The Bul2/Rsp5 ubiquitin ligase complex promotes cohesin-­mediated fork re-­start

  1. Frattini, Camilla
Dirigida por:
  1. Rodrigo Bermejo Moreno Director/a
  2. María de la Paz Sacristán Martín Codirectora

Universidad de defensa: Universidad de Salamanca

Fecha de defensa: 15 de septiembre de 2016

Tribunal:
  1. Juan Méndez Zunzunegui Presidente/a
  2. Mónica Segurado Carrascal Secretaria
  3. Luis Aragón Alcaide Vocal
Departamento:
  1. MICROBIOLOGÍA Y GENÉTICA

Tipo: Tesis

Teseo: 433213 DIALNET lock_openGREDOS editor

Resumen

A complete and accurate replication of DNA is essential to maintain genome integrity. In response to replication stress cells have evolved a specialized branch of the DNA damage checkpoint response, called DNA replication checkpoint, that senses replication fork stalling and orchestrates a response aimed at delaying cell cycle progression, stabilizing fragile replication structures and promoting DNA repair. A genome-wide genetic screen carried out in S. cerevisiae to discover factors mediating fork stability identified BUL2, coding for the adaptor of the Bul2/Rsp5 ubiquitin ligase complex. We found that bul2 and rsp5 mutants are sensitive to replication stress induced by hydroxyurea (HU) and that bul2 sensitivity is suppressed by the ablation of the Ubp2 ubiquitin protease, which removes Rsp5-dependent ubiquitin chains. 2D gel and whole genome sequencing analyses revealed that cells impaired in Bul2/Rsp5 function were defective in fork re-start and progression upon HU treatment.
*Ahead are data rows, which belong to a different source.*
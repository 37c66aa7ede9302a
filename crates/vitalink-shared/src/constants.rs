/// Number of messages fetched per page from the durable store.
pub const MESSAGE_PAGE_SIZE: u32 = 50;

/// Time-to-live for local cache entries (24 hours), in milliseconds.
pub const CACHE_TTL_MS: i64 = 24 * 60 * 60 * 1000;

/// Cache key schema version. Bumping this orphans all prior entries.
pub const CACHE_SCHEMA_VERSION: &str = "v2";

/// Trailing debounce before a typing flag is cleared, in milliseconds.
pub const TYPING_DEBOUNCE_MS: u64 = 3_000;

/// Age at which a stored typing flag is treated as "not typing"
/// regardless of its boolean, in milliseconds.
pub const TYPING_STALE_MS: i64 = 10_000;

/// Maximum concurrent profile fetches per directory prefetch batch.
pub const PREFETCH_CHUNK_SIZE: usize = 10;

/// Delay before a pending send is confirmed and mirrored to the
/// durable store, in milliseconds.
pub const SEND_CONFIRM_DELAY_MS: u64 = 500;

/// Maximum number of cached user-search queries per session.
pub const SEARCH_CACHE_CAP: usize = 64;
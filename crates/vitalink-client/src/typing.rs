//! Typing indicators: debounced outgoing flag, staleness-filtered
//! incoming view.

use std::collections::HashMap;
use std::sync::Arc;
use std::time::Duration;

use tokio::task::JoinHandle;
use tracing::warn;

use vitalink_backend::{RealtimeStore, TypingSignal};
use vitalink_shared::{ConversationId, Timestamp, UserId};

/// Incoming side: the set of participants currently typing, as this
/// client should display it.
///
/// Filters out the viewer and any entry older than the staleness
/// window; a stale `is_typing: true` counts as not typing, which
/// covers writers that crashed before clearing their flag.
pub(crate) struct TypingTracker {
    viewer: UserId,
    stale_ms: i64,
    active: HashMap<UserId, Timestamp>,
}

impl TypingTracker {
    pub fn new(viewer: UserId, stale_ms: i64) -> Self {
        Self {
            viewer,
            stale_ms,
            active: HashMap::new(),
        }
    }

    fn is_stale(&self, at: Timestamp, now: Timestamp) -> bool {
        now.millis_since(at) >= self.stale_ms
    }

    /// Fold one signal in. Returns `true` when the displayed set
    /// changed.
    pub fn observe(&mut self, signal: &TypingSignal, now: Timestamp) -> bool {
        if signal.user == self.viewer {
            return false;
        }
        if signal.is_typing && !self.is_stale(signal.at, now) {
            self.active.insert(signal.user.clone(), signal.at) != Some(signal.at)
        } else {
            self.active.remove(&signal.user).is_some()
        }
    }

    /// Drop entries that have gone stale since their signal arrived.
    /// Returns `true` when the displayed set changed.
    pub fn sweep(&mut self, now: Timestamp) -> bool {
        let before = self.active.len();
        let stale_ms = self.stale_ms;
        self.active
            .retain(|_, at| now.millis_since(*at) < stale_ms);
        self.active.len() != before
    }

    /// Currently-typing users, in stable order.
    pub fn users(&self) -> Vec<UserId> {
        let mut users: Vec<UserId> = self.active.keys().cloned().collect();
        users.sort();
        users
    }
}

/// Outgoing side: writes the viewer's ephemeral typing flag with a
/// trailing debounce that clears it after inactivity.
pub(crate) struct TypingWriter {
    conversation: ConversationId,
    user: UserId,
    realtime: Arc<dyn RealtimeStore>,
    debounce: Duration,
    clear_task: Option<JoinHandle<()>>,
}

impl TypingWriter {
    pub fn new(
        conversation: ConversationId,
        user: UserId,
        realtime: Arc<dyn RealtimeStore>,
        debounce: Duration,
    ) -> Self {
        Self {
            conversation,
            user,
            realtime,
            debounce,
            clear_task: None,
        }
    }

    /// Record keyboard activity: set the flag now and re-arm the
    /// trailing clear.
    pub async fn keystroke(&mut self) {
        if let Err(e) = self
            .realtime
            .set_typing(&self.conversation, &self.user, true, Timestamp::now())
            .await
        {
            warn!(conversation = %self.conversation, error = %e, "typing write failed");
        }

        if let Some(task) = self.clear_task.take() {
            task.abort();
        }

        let realtime = self.realtime.clone();
        let conversation = self.conversation.clone();
        let user = self.user.clone();
        let debounce = self.debounce;
        self.clear_task = Some(tokio::spawn(async move {
            tokio::time::sleep(debounce).await;
            if let Err(e) = realtime
                .set_typing(&conversation, &user, false, Timestamp::now())
                .await
            {
                warn!(conversation = %conversation, error = %e, "typing clear failed");
            }
        }));
    }

    /// Cancel the pending clear and write `false` immediately. Used on
    /// conversation switch and logout.
    pub fn stop(&mut self) {
        if let Some(task) = self.clear_task.take() {
            task.abort();
        }
        let realtime = self.realtime.clone();
        let conversation = self.conversation.clone();
        let user = self.user.clone();
        tokio::spawn(async move {
            let _ = realtime
                .set_typing(&conversation, &user, false, Timestamp::now())
                .await;
        });
    }
}

impl Drop for TypingWriter {
    fn drop(&mut self) {
        if let Some(task) = self.clear_task.take() {
            task.abort();
        }
    }
}

#[cfg(test)]
mod tests {
    use super::*;

    fn signal(user: &str, is_typing: bool, at: i64) -> TypingSignal {
        TypingSignal {
            user: UserId::new(user),
            is_typing,
            at: Timestamp::from_millis(at),
        }
    }

    #[test]
    fn fresh_typing_is_shown() {
        let mut tracker = TypingTracker::new(UserId::new("me"), 10_000);
        let now = Timestamp::from_millis(100_000);
        assert!(tracker.observe(&signal("u2", true, 99_000), now));
        assert_eq!(tracker.users(), vec![UserId::new("u2")]);
    }

    #[test]
    fn own_signals_are_ignored() {
        let mut tracker = TypingTracker::new(UserId::new("me"), 10_000);
        let now = Timestamp::from_millis(100_000);
        assert!(!tracker.observe(&signal("me", true, 100_000), now));
        assert!(tracker.users().is_empty());
    }

    #[test]
    fn stale_true_flag_counts_as_not_typing() {
        let mut tracker = TypingTracker::new(UserId::new("me"), 10_000);
        let now = Timestamp::from_millis(100_000);
        // 15 s old, boolean still true: crashed writer.
        assert!(!tracker.observe(&signal("u2", true, 85_000), now));
        assert!(tracker.users().is_empty());
    }

    #[test]
    fn false_flag_clears() {
        let mut tracker = TypingTracker::new(UserId::new("me"), 10_000);
        let now = Timestamp::from_millis(100_000);
        tracker.observe(&signal("u2", true, 99_000), now);
        assert!(tracker.observe(&signal("u2", false, 99_500), now));
        assert!(tracker.users().is_empty());
    }

    #[test]
    fn sweep_expires_entries_that_aged_out() {
        let mut tracker = TypingTracker::new(UserId::new("me"), 10_000);
        tracker.observe(&signal("u2", true, 99_000), Timestamp::from_millis(100_000));
        assert!(!tracker.sweep(Timestamp::from_millis(105_000)));
        assert!(tracker.sweep(Timestamp::from_millis(109_100)));
        assert!(tracker.users().is_empty());
    }
}
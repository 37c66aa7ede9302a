//! # vitalink-client
//!
//! The client-side chat synchronization core: an explicit session
//! context that owns every listener, a per-conversation actor that
//! serializes all message-state mutations, a lazily-populated user
//! directory, and debounced typing / per-user presence signaling.
//!
//! The renderer consumes [`SessionEvent`]s from the channel returned by
//! [`ChatSession::start`]; it never mutates synchronization state.

pub mod config;
pub mod conversations;
pub mod directory;
pub mod engine;
pub mod events;
pub mod session;
pub mod typing;
pub mod views;

mod error;

pub use config::SyncConfig;
pub use directory::UserDirectory;
pub use error::SyncError;
pub use events::SessionEvent;
pub use session::ChatSession;
pub use views::{ConversationView, MessageView};

use tracing_subscriber::{fmt, EnvFilter};

/// Initialise tracing for embedders that do not bring their own
/// subscriber. `RUST_LOG` overrides the default filter.
pub fn init_logging() {
    let filter = EnvFilter::try_from_default_env().unwrap_or_else(|_| {
        EnvFilter::new("vitalink_client=debug,vitalink_backend=debug,vitalink_store=info,warn")
    });

    fmt()
        .with_env_filter(filter)
        .with_target(true)
        .with_thread_ids(false)
        .with_file(false)
        .with_line_number(false)
        .init();
}
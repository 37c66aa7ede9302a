//! In-memory user directory with chunked prefetch.
//!
//! Rendering and the conversation listener consult this map instead of
//! hitting the backend per lookup. Population is lazy: `prefetch`
//! checks memory, then the local cache, then the durable store, in
//! batches that bound concurrent backend load.

use std::collections::HashMap;
use std::sync::{Arc, Mutex};

use futures::future::join_all;
use tracing::{debug, warn};

use vitalink_backend::DocumentStore;
use vitalink_shared::{UserId, UserProfile};
use vitalink_store::{keys, CacheStore};

/// Shared map from user id to last-known profile.
#[derive(Clone, Default)]
pub struct UserDirectory {
    users: Arc<Mutex<HashMap<UserId, UserProfile>>>,
}

impl UserDirectory {
    pub fn new() -> Self {
        Self::default()
    }

    pub fn get(&self, id: &UserId) -> Option<UserProfile> {
        self.users.lock().ok()?.get(id).cloned()
    }

    pub fn contains(&self, id: &UserId) -> bool {
        self.users
            .lock()
            .map(|users| users.contains_key(id))
            .unwrap_or(false)
    }

    pub fn display_name(&self, id: &UserId) -> Option<String> {
        self.get(id)
            .map(|p| p.display_name)
            .filter(|name| !name.is_empty())
    }

    pub fn insert(&self, profile: UserProfile) {
        if let Ok(mut users) = self.users.lock() {
            users.insert(profile.id.clone(), profile);
        }
    }

    /// Populate the directory for every id not yet resident.
    ///
    /// Missing ids are resolved cache-first, then from the durable
    /// store, in sequential chunks of at most `chunk_size` concurrent
    /// fetches. A failure for one id is logged and skipped; it never
    /// aborts the chunk or the prefetch.
    pub async fn prefetch(
        &self,
        ids: Vec<UserId>,
        cache: &CacheStore,
        documents: &Arc<dyn DocumentStore>,
        chunk_size: usize,
    ) {
        let missing: Vec<UserId> = {
            let mut seen = std::collections::HashSet::new();
            ids.into_iter()
                .filter(|id| seen.insert(id.clone()) && !self.contains(id))
                .collect()
        };
        if missing.is_empty() {
            return;
        }
        debug!(count = missing.len(), "prefetching user profiles");

        for chunk in missing.chunks(chunk_size.max(1)) {
            let fetches = chunk.iter().map(|id| self.resolve(id, cache, documents));
            join_all(fetches).await;
        }
    }

    async fn resolve(&self, id: &UserId, cache: &CacheStore, documents: &Arc<dyn DocumentStore>) {
        if let Some(profile) = cache.get::<UserProfile>(&keys::user(id)) {
            self.insert(profile);
            return;
        }

        match documents.get_user(id).await {
            Ok(Some(profile)) => {
                cache.set(&keys::user(id), &profile);
                self.insert(profile);
            }
            Ok(None) => debug!(user = %id, "no profile document"),
            Err(e) => warn!(user = %id, error = %e, "profile fetch failed, skipping"),
        }
    }
}

#[cfg(test)]
mod tests {
    use super::*;
    use vitalink_backend::MemoryBackend;
    use vitalink_store::Database;

    fn profile(id: &str, name: &str) -> UserProfile {
        UserProfile {
            id: UserId::new(id),
            display_name: name.to_string(),
            ..UserProfile::default()
        }
    }

    fn cache() -> CacheStore {
        CacheStore::new(Database::in_memory().unwrap())
    }

    #[tokio::test]
    async fn prefetch_populates_from_store_and_caches() {
        let backend = MemoryBackend::new();
        backend.put_user(&profile("u1", "Ana")).await.unwrap();
        let documents: Arc<dyn DocumentStore> = Arc::new(backend);
        let cache = cache();

        let directory = UserDirectory::new();
        directory
            .prefetch(vec![UserId::new("u1")], &cache, &documents, 10)
            .await;

        assert_eq!(directory.display_name(&UserId::new("u1")), Some("Ana".into()));
        assert!(cache.get::<UserProfile>(&keys::user(&UserId::new("u1"))).is_some());
    }

    #[tokio::test]
    async fn prefetch_prefers_cache_over_store() {
        let documents: Arc<dyn DocumentStore> = Arc::new(MemoryBackend::new());
        let cache = cache();
        cache.set(&keys::user(&UserId::new("u1")), &profile("u1", "Cached"));

        let directory = UserDirectory::new();
        directory
            .prefetch(vec![UserId::new("u1")], &cache, &documents, 10)
            .await;

        assert_eq!(
            directory.display_name(&UserId::new("u1")),
            Some("Cached".into())
        );
    }

    #[tokio::test]
    async fn missing_ids_are_skipped_not_fatal() {
        let backend = MemoryBackend::new();
        backend.put_user(&profile("u2", "Bo")).await.unwrap();
        let documents: Arc<dyn DocumentStore> = Arc::new(backend);
        let cache = cache();

        let directory = UserDirectory::new();
        directory
            .prefetch(
                vec![UserId::new("ghost"), UserId::new("u2")],
                &cache,
                &documents,
                1,
            )
            .await;

        assert!(!directory.contains(&UserId::new("ghost")));
        assert!(directory.contains(&UserId::new("u2")));
    }

    #[tokio::test]
    async fn resident_ids_are_not_refetched() {
        let documents: Arc<dyn DocumentStore> = Arc::new(MemoryBackend::new());
        let cache = cache();
        let directory = UserDirectory::new();
        directory.insert(profile("u1", "Resident"));

        directory
            .prefetch(vec![UserId::new("u1")], &cache, &documents, 10)
            .await;

        // Still the in-memory copy; the (empty) store was never able to
        // overwrite it.
        assert_eq!(
            directory.display_name(&UserId::new("u1")),
            Some("Resident".into())
        );
    }
}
A Mass Spectrometric analysis of Bul2 physical interactors identified Mec1, a key apical checkpoint kinase that acts as a replication stress sensor through recruitment to stalled replication forks via its partner Ddc2. Our data pointed out that this interaction is fundamental to drive Bul2/Rsp5 activity to stalled replication forks. Among Bul2 physical interactors we also scored Smc1 and Smc3 cohesin subunits. We identified a genome wide defect in cohesin mutants in re-starting replication forks upon HU treatment, which was epistatic to the defects conferred by BUL1 BUL2 double deletion. Moreover, cohesin mutants’ sensistivity to HU was suppressed by deletion of UBP2, pointing at a role of Bul2/Rsp5-medited ubiquitylation events in promoting cohesin function to survive to replication stress. We propose that Bul2/Rsp5, through interaction with Mec1/Ddc2, is directed to stalled replication forks where it mediates cohesin ubiquitylation in turn required to promote fork stabilization and restart.